This pledge will see them included in the government’s Coega Special Economic Zone (SEZ), which is a prime industrial area near Gqeberha in the Eastern Cape designed to attract investment and boost manufacturing.

As per the agreement, a sum of R246 million will be invested by the end of 2024 to finalise an extraction and manufacturing facility for growing indoor cannabis, extracting CBD, producing hemp cigarettes, and packaging the products.

According to the investment agreement, the goal is to cultivate 10,000 hectares of cannabis over the next five years.

A total of around R1 billion will be invested in Coega, which is said to create nearly 30,000 job opportunities. The plan is to assign three workers to each hectare.

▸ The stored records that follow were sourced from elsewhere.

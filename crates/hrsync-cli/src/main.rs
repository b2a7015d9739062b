//! hrsync: HR/Payroll sync command-line client
//!
//! Commands:
//!   employees [--department <id>] [--search <text>]  - list employees
//!   employee <id>                                    - show one employee
//!   departments                                      - list departments
//!   sync check                                       - compare HR and Payroll
//!   sync execute <id>... | --all                     - push HR records to Payroll
//!   config show                                      - display current configuration

use anyhow::{Context, Result};
use clap::{Parser, Subcommand, ValueEnum};
use indicatif::{ProgressBar, ProgressStyle};
use std::path::{Path, PathBuf};
use std::sync::Arc;
use std::time::Duration;
use tracing::{debug, info, warn};

use hrsync_core::config::{HrSyncConfig, LogConfig};
use hrsync_core::types::{
    Department, Employee, EmployeeDetail, EmployeeFilters, EmployeeId, SyncResult,
    SyncStatusSummary,
};
use hrsync_gateway::{HrGateway, HttpGateway, MemoryGateway};
use hrsync_state::{CheckOutcome, EmployeeDirectory, FetchOutcome, SyncCenter, SyncWorkflow};

// ── CLI structure ──────────────────────────────────────────────────────────────

#[derive(Parser, Debug)]
#[command(
    name = "hrsync",
    version,
    about = "HR/Payroll sync client",
    long_about = "hrsync: browse the HR employee directory and reconcile it with Payroll"
)]
struct Cli {
    /// Path to hrsync.toml configuration file
    #[arg(long, short = 'c', env = "HRSYNC_CONFIG", default_value = "/etc/hrsync/config.toml")]
    config: PathBuf,

    /// Override api.base_url from the config file
    #[arg(long, env = "HRSYNC_BASE_URL")]
    base_url: Option<String>,

    /// Run against built-in sample data instead of a backend
    #[arg(long)]
    demo: bool,

    /// Print raw JSON instead of tables
    #[arg(long, global = true)]
    json: bool,

    /// Log level (trace, debug, info, warn, error); overrides log.level
    #[arg(long, env = "HRSYNC_LOG")]
    log: Option<String>,

    /// Log format (json, text); overrides log.format
    #[arg(long, env = "HRSYNC_LOG_FORMAT")]
    log_format: Option<LogFormat>,

    #[command(subcommand)]
    command: Commands,
}

#[derive(Clone, Debug, PartialEq, Eq, ValueEnum)]
enum LogFormat {
    Json,
    Text,
}

#[derive(Subcommand, Debug)]
enum Commands {
    /// List employees, optionally filtered
    Employees {
        /// Only employees of this department id
        #[arg(long, short = 'd')]
        department: Option<i64>,
        /// Case-insensitive name search
        #[arg(long, short = 's')]
        search: Option<String>,
    },

    /// Show the full record of one employee
    Employee {
        /// Employee id
        id: EmployeeId,
    },

    /// List departments with their employee counts
    Departments,

    /// HR to Payroll synchronization
    Sync {
        #[command(subcommand)]
        action: SyncAction,
    },

    /// Configuration management
    Config {
        #[command(subcommand)]
        action: ConfigAction,
    },
}

#[derive(Subcommand, Debug)]
enum SyncAction {
    /// Compare HR with Payroll and list the employees that differ
    Check,

    /// Push the given employees from HR to Payroll, then re-check
    Execute {
        /// Employee ids to sync
        #[arg(required_unless_present = "all", conflicts_with = "all")]
        ids: Vec<EmployeeId>,
        /// Sync every employee the check reports as pending
        #[arg(long)]
        all: bool,
    },
}

#[derive(Subcommand, Debug)]
enum ConfigAction {
    /// Print the active configuration (merged defaults + config file)
    Show,
}

// ── Entry point ───────────────────────────────────────────────────────────────

#[tokio::main]
async fn main() -> Result<()> {
    let cli = Cli::parse();

    let loaded = HrSyncConfig::load(&cli.config)
        .with_context(|| format!("loading config: {}", cli.config.display()))?;
    let (level, format) = log_settings(&cli, loaded.as_ref().map(|c| &c.log));
    init_logging(&level, &format);
    if loaded.is_none() {
        warn!("config file not found: {}  (using defaults)", cli.config.display());
    }

    let mut config = loaded.unwrap_or_default();
    if let Some(url) = &cli.base_url {
        config.api.base_url = url.clone();
        config.validate().context("invalid --base-url")?;
    }

    let backend = if cli.demo { "demo" } else { config.api.base_url.as_str() };
    info!(version = env!("CARGO_PKG_VERSION"), backend, "hrsync starting");
    let gateway = || build_gateway(&config, cli.demo);

    match cli.command {
        Commands::Config { action: ConfigAction::Show } => cmd_config_show(&config, &cli.config),
        Commands::Employees { department, search } => {
            let filters = EmployeeFilters {
                department_id: department,
                search: search.unwrap_or_default(),
            };
            cmd_employees(gateway()?, filters, cli.json).await
        }
        Commands::Employee { id } => cmd_employee(gateway()?, id, cli.json).await,
        Commands::Departments => cmd_departments(gateway()?, cli.json).await,
        Commands::Sync { action: SyncAction::Check } => cmd_sync_check(gateway()?, cli.json).await,
        Commands::Sync { action: SyncAction::Execute { ids, all } } => {
            cmd_sync_execute(gateway()?, &config, ids, all, cli.json).await
        }
    }
}

fn build_gateway(config: &HrSyncConfig, demo: bool) -> Result<Arc<dyn HrGateway>> {
    if demo {
        return Ok(Arc::new(MemoryGateway::demo()));
    }
    let gw = HttpGateway::new(&config.api).context("building HTTP client")?;
    Ok(Arc::new(gw))
}

/// Flags win over the config file. Without either the CLI stays at `warn`
/// so stderr is quiet next to command output.
fn log_settings(cli: &Cli, file: Option<&LogConfig>) -> (String, LogFormat) {
    let level = cli
        .log
        .clone()
        .or_else(|| file.map(|l| l.level.clone()))
        .unwrap_or_else(|| "warn".into());
    let format = cli.log_format.clone().unwrap_or_else(|| match file {
        Some(l) if l.format == "json" => LogFormat::Json,
        _ => LogFormat::Text,
    });
    (level, format)
}

fn init_logging(level: &str, format: &LogFormat) {
    use tracing_subscriber::{fmt, layer::SubscriberExt, util::SubscriberInitExt, EnvFilter};

    let filter = EnvFilter::try_from_default_env().unwrap_or_else(|_| EnvFilter::new(level));

    // stdout carries command output, logs go to stderr
    match format {
        LogFormat::Json => {
            tracing_subscriber::registry()
                .with(filter)
                .with(fmt::layer().json().with_writer(std::io::stderr))
                .init();
        }
        LogFormat::Text => {
            tracing_subscriber::registry()
                .with(filter)
                .with(fmt::layer().with_writer(std::io::stderr))
                .init();
        }
    }
}

// ── Progress helpers ──────────────────────────────────────────────────────────

fn make_spinner(prefix: &str) -> ProgressBar {
    let pb = ProgressBar::new_spinner();
    pb.set_style(
        ProgressStyle::with_template("{prefix:.bold} {spinner} {msg}")
            .unwrap_or_else(|_| ProgressStyle::default_spinner()),
    );
    pb.set_prefix(prefix.to_string());
    pb.enable_steady_tick(Duration::from_millis(80));
    pb
}

fn print_json<T: serde::Serialize>(value: &T) -> Result<()> {
    println!(
        "{}",
        serde_json::to_string_pretty(value).context("serializing output")?
    );
    Ok(())
}

// ── `hrsync employees` ────────────────────────────────────────────────────────

async fn cmd_employees(
    gateway: Arc<dyn HrGateway>,
    filters: EmployeeFilters,
    json: bool,
) -> Result<()> {
    let directory = EmployeeDirectory::new(gateway);
    let pb = make_spinner("employees");
    pb.set_message("loading…");
    let outcome = directory.fetch_employees(filters).await;
    pb.finish_and_clear();

    if let FetchOutcome::Failed(err) = outcome {
        anyhow::bail!("listing employees: {err}");
    }
    let state = directory.snapshot();
    if json {
        return print_json(&state.employees);
    }

    if state.employees.is_empty() {
        println!("No employees match the given filters.");
        return Ok(());
    }
    println!("{}", employee_header());
    for e in &state.employees {
        println!("{}", employee_row(e));
    }
    println!();
    println!(
        "{} employees, {} synced, {} need sync",
        state.employees.len(),
        state.count_with_status(hrsync_core::types::SyncStatus::Synced),
        state.count_with_status(hrsync_core::types::SyncStatus::NeedsSync),
    );
    Ok(())
}

fn employee_header() -> String {
    format!(
        "{:>6}  {:<24} {:<18} {:<20} {:<10} {:<11} {}",
        "ID", "NAME", "DEPARTMENT", "POSITION", "STATUS", "SYNC", "HIRED"
    )
}

fn employee_row(e: &Employee) -> String {
    format!(
        "{:>6}  {:<24} {:<18} {:<20} {:<10} {:<11} {}",
        e.employee_id,
        truncate(&e.full_name, 24),
        truncate(e.department_label(), 18),
        truncate(e.position_label(), 20),
        e.status.as_str(),
        e.sync_status.as_str(),
        e.hire_date
            .map(|d| d.to_string())
            .unwrap_or_else(|| "-".into()),
    )
}

fn truncate(s: &str, max: usize) -> String {
    if s.chars().count() <= max {
        s.to_string()
    } else {
        let mut out: String = s.chars().take(max.saturating_sub(1)).collect();
        out.push('…');
        out
    }
}

// ── `hrsync employee` ─────────────────────────────────────────────────────────

async fn cmd_employee(gateway: Arc<dyn HrGateway>, id: EmployeeId, json: bool) -> Result<()> {
    let detail = gateway
        .get_employee(id)
        .await
        .with_context(|| format!("fetching employee {id}"))?;
    if json {
        return print_json(&detail);
    }
    print_detail(&detail);
    Ok(())
}

fn print_detail(d: &EmployeeDetail) {
    fn opt<T: ToString>(v: &Option<T>) -> String {
        v.as_ref()
            .map(|x| x.to_string())
            .unwrap_or_else(|| "-".into())
    }

    println!("Employee #{}: {}", d.employee_id, d.full_name);
    println!("  department:  {}", opt(&d.department_name));
    println!("  position:    {}", opt(&d.position_name));
    println!("  status:      {}", d.status.as_str());
    println!("  sync:        {}", d.sync_status.as_str());
    println!("  hired:       {}", opt(&d.hire_date));
    println!("  born:        {}", opt(&d.date_of_birth));
    println!("  gender:      {}", opt(&d.gender));
    println!("  phone:       {}", opt(&d.phone_number));
    println!("  email:       {}", opt(&d.email));
    println!("  updated:     {}", opt(&d.updated_at));
}

// ── `hrsync departments` ──────────────────────────────────────────────────────

async fn cmd_departments(gateway: Arc<dyn HrGateway>, json: bool) -> Result<()> {
    let departments: Vec<Department> = gateway
        .list_departments()
        .await
        .context("listing departments")?;
    if json {
        return print_json(&departments);
    }
    println!("{:>6}  {:<30} {:>9}", "ID", "DEPARTMENT", "EMPLOYEES");
    for d in &departments {
        println!(
            "{:>6}  {:<30} {:>9}",
            d.department_id,
            truncate(&d.department_name, 30),
            d.employee_count
        );
    }
    Ok(())
}

// ── `hrsync sync check` ───────────────────────────────────────────────────────

async fn cmd_sync_check(gateway: Arc<dyn HrGateway>, json: bool) -> Result<()> {
    let workflow = SyncWorkflow::new(gateway);
    let pb = make_spinner("sync");
    pb.set_message("checking HR against Payroll…");
    let outcome = workflow.check_sync().await;
    pb.finish_and_clear();

    if let CheckOutcome::Failed(err) = outcome {
        anyhow::bail!("sync check failed: {err}");
    }
    let Some(summary) = workflow.snapshot().summary else {
        anyhow::bail!("sync check returned no summary");
    };
    if json {
        return print_json(&summary);
    }
    print_summary(&summary);
    Ok(())
}

fn print_summary(summary: &SyncStatusSummary) {
    println!("Total employees: {}", summary.total_employees);
    println!("  need sync:     {}", summary.need_sync);
    println!("  synced:        {}", summary.already_synced);
    if let Some(at) = summary.checked_at {
        println!("  checked at:    {}", at.format("%Y-%m-%d %H:%M:%S"));
    }
    if !summary.is_consistent() {
        println!("  WARNING: need sync + synced does not equal the total");
    }

    if summary.sync_needs.is_empty() {
        println!();
        println!("All records are in sync.");
        return;
    }
    println!();
    println!("{:>6}  {:<24} {:<7} {}", "ID", "NAME", "ACTION", "REASON");
    for n in &summary.sync_needs {
        println!(
            "{:>6}  {:<24} {:<7} {}",
            n.employee_id,
            truncate(&n.full_name, 24),
            n.action.as_str(),
            n.reason
        );
    }
}

// ── `hrsync sync execute` ─────────────────────────────────────────────────────

async fn cmd_sync_execute(
    gateway: Arc<dyn HrGateway>,
    config: &HrSyncConfig,
    ids: Vec<EmployeeId>,
    all: bool,
    json: bool,
) -> Result<()> {
    let workflow = Arc::new(SyncWorkflow::new(gateway));
    let center = SyncCenter::new(workflow.clone(), config.ui.recheck_delay());
    let pb = make_spinner("sync");

    if all {
        pb.set_message("checking HR against Payroll…");
        match center.refresh().await {
            CheckOutcome::Failed(err) => {
                pb.finish_and_clear();
                anyhow::bail!("sync check failed: {err}");
            }
            CheckOutcome::AllSynced => {
                pb.finish_and_clear();
                println!("All records are in sync, nothing to do.");
                return Ok(());
            }
            outcome => debug!(?outcome, "pre-execution check"),
        }
        center.select_all();
    } else {
        for id in ids {
            if !center.snapshot().selection.contains(id) {
                center.toggle(id);
            }
        }
    }

    let count = center.snapshot().selection.len();
    pb.set_message(format!("syncing {count} employee(s)…"));
    let result = center.execute_selected().await;
    pb.finish_and_clear();
    let result = result.context("sync execution failed")?;

    if json {
        print_json(&result)?;
    } else {
        print_result(&result);
        if let Some(summary) = workflow.snapshot().summary {
            println!();
            println!(
                "After re-check: {} need sync, {} synced of {}",
                summary.need_sync, summary.already_synced, summary.total_employees
            );
        }
    }

    if result.has_failures() {
        anyhow::bail!("{} employee(s) failed to sync", result.failed_count);
    }
    Ok(())
}

fn print_result(result: &SyncResult) {
    println!("{}", result.message);
    println!("  synced: {}", result.synced_count);
    println!("  failed: {}", result.failed_count);
    for d in &result.details {
        let id = d
            .employee_id
            .map(|id| id.to_string())
            .unwrap_or_else(|| "-".into());
        let action = d.action.map(|a| a.as_str()).unwrap_or("-");
        println!("  {id:>6}  {:<8} {action:<7} {}", d.status, d.message);
    }
}

// ── `hrsync config show` ──────────────────────────────────────────────────────

fn cmd_config_show(config: &HrSyncConfig, config_path: &Path) -> Result<()> {
    if config_path.exists() {
        println!("# Configuration from: {}", config_path.display());
    } else {
        println!("# Configuration: defaults (no file at {})", config_path.display());
    }
    println!();
    let rendered = toml::to_string_pretty(config).context("serializing config to TOML")?;
    print!("{rendered}");
    Ok(())
}
//! Overlapping requests: responses are applied by issue order, not completion
//! order, and the sync workflow refuses to overlap at all.

mod common;

use std::sync::Arc;

use common::{employee, GatedGateway};
use hrsync_core::types::{EmployeeFilters, SyncStatusSummary};
use hrsync_state::{
    CheckOutcome, EmployeeDirectory, FetchOutcome, SyncError, SyncPhase, SyncWorkflow,
};

fn filters(search: &str) -> EmployeeFilters {
    EmployeeFilters {
        department_id: None,
        search: search.to_string(),
    }
}

/// A slow first fetch that completes after a fast second one must not
/// overwrite the newer list.
#[tokio::test]
async fn slow_stale_fetch_does_not_overwrite_newer_result() {
    let gw = Arc::new(GatedGateway::default());
    let slow = gw.gate_list();
    let fast = gw.gate_list();
    let dir = Arc::new(EmployeeDirectory::new(gw.clone()));

    let d = dir.clone();
    let first = tokio::spawn(async move { d.fetch_employees(filters("a")).await });
    tokio::task::yield_now().await;

    let d = dir.clone();
    let second = tokio::spawn(async move { d.fetch_employees(filters("ab")).await });
    tokio::task::yield_now().await;
    assert_eq!(GatedGateway::count(&gw.list_calls), 2);

    fast.send(vec![employee(2, "Ab Newer")]).unwrap();
    assert_eq!(second.await.unwrap(), FetchOutcome::Applied);
    assert!(!dir.snapshot().loading);

    slow.send(vec![employee(1, "A Older"), employee(2, "Ab Newer")])
        .unwrap();
    assert_eq!(first.await.unwrap(), FetchOutcome::Superseded);

    let s = dir.snapshot();
    assert_eq!(s.employees.len(), 1);
    assert_eq!(s.employees[0].full_name, "Ab Newer");
    assert!(!s.loading);
}

/// Busy flag stays up while the newest request is still in flight.
#[tokio::test]
async fn loading_is_cleared_only_by_latest_request() {
    let gw = Arc::new(GatedGateway::default());
    let older = gw.gate_list();
    let newer = gw.gate_list();
    let dir = Arc::new(EmployeeDirectory::new(gw.clone()));

    let d = dir.clone();
    let first = tokio::spawn(async move { d.fetch_employees(filters("x")).await });
    tokio::task::yield_now().await;
    let d = dir.clone();
    let second = tokio::spawn(async move { d.fetch_employees(filters("xy")).await });
    tokio::task::yield_now().await;

    older.send(vec![employee(1, "X")]).unwrap();
    assert_eq!(first.await.unwrap(), FetchOutcome::Superseded);
    assert!(dir.snapshot().loading);
    assert!(dir.snapshot().employees.is_empty());

    newer.send(vec![employee(3, "Xy")]).unwrap();
    assert_eq!(second.await.unwrap(), FetchOutcome::Applied);
    assert!(!dir.snapshot().loading);
}

#[tokio::test]
async fn workflow_rejects_overlapping_operations() {
    let gw = Arc::new(GatedGateway::default());
    let gate = gw.gate_check();
    let wf = Arc::new(SyncWorkflow::new(gw.clone()));

    let w = wf.clone();
    let running = tokio::spawn(async move { w.check_sync().await });
    tokio::task::yield_now().await;

    let s = wf.snapshot();
    assert_eq!(s.phase, SyncPhase::Checking);
    assert!(s.syncing);

    assert_eq!(wf.check_sync().await, CheckOutcome::Busy);
    assert!(matches!(wf.execute_sync(&[1]).await, Err(SyncError::Busy)));
    assert_eq!(GatedGateway::count(&gw.check_calls), 1);
    assert_eq!(GatedGateway::count(&gw.execute_calls), 0);

    gate.send(SyncStatusSummary {
        total_employees: 4,
        need_sync: 0,
        already_synced: 4,
        sync_needs: Vec::new(),
        checked_at: None,
    })
    .unwrap();
    assert_eq!(running.await.unwrap(), CheckOutcome::AllSynced);
    assert!(!wf.snapshot().syncing);
}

Eastern Cape premier Oscar Mabuyane looking at cannabis products from Medigrow managing director Edgar Adams at the investment pledge. Photo: Supplied

Medigrow’s managing director, Edgar Adams, said that small-scale farmers will be supplied with seeds to grow the hemp plant, and the plant will be processed at the SEZ into oil or isolate.

Adams added that the production process would begin once the building becomes compliant and the necessary equipment is installed.

He added that through their facility, they will be able to help address rural development by outsourcing the growing of hemp for oil and isolate that will be manufactured in the facility.

“The investment represents the biggest investment in this subsector in the province and we hope it will act as a catalyst to those investors (locally and internationally) who have identified the province as a strategic location for cannabis investment,” said Eastern Cape premier Oscar Mabuyane.   

Eastern Cape’s goal is to be SA’s cannabis industrial hub

Mabuyane has long been an avid supporter of cannabis production as a stimulant for industrial and economic growth in the province.

As such, he has expressed his discontent with slow progress from national government in creating conducive commercial cannabis legislation given that whilst private consumption among adults is legal, a huge amount of red tape remains around its sale.

“We are concerned by the slow progress of the country’s policymakers in expediting the full implementation… of an enabling cannabis regulation framework that encompasses the commercial exploitation of whole plant, all purposes legislation,” said Mabuyane at the investment launch.

Because of this, Mabuyane wants the Eastern Cape to take the lead in the “sandbox” approach outlined by the Presidency.

According to Cannabiz Africa, the “sandbox” approach describes a scenario where provinces can create special cannabis zones which are exempt from national cannabis rules, and therefore can focus on commercialising the plant within certain guidelines.

“Whilst we await the whole plant, all-purpose legislation, we further implore the National Cannabis Steering Committee chaired by Minister Didiza and Cannabis Advisor at Presidency PMO to expedite the ‘sandbox regulatory interim reform’,” said the Premier.

At the launch, Mabuyane paid tribute to the province’s cannabis growers, who he noted, had suffered hardship in keeping their cannabis culture alive.

“The province’s indigenous cannabis growers and knowledge holders (have) withstood harassment, the destruction and spraying of their cannabis crops with dangerous chemicals, arrests, criminalisation, and even death to protect this wonder plant/crop owned by Africans from being obliterated,” said Mabuyane.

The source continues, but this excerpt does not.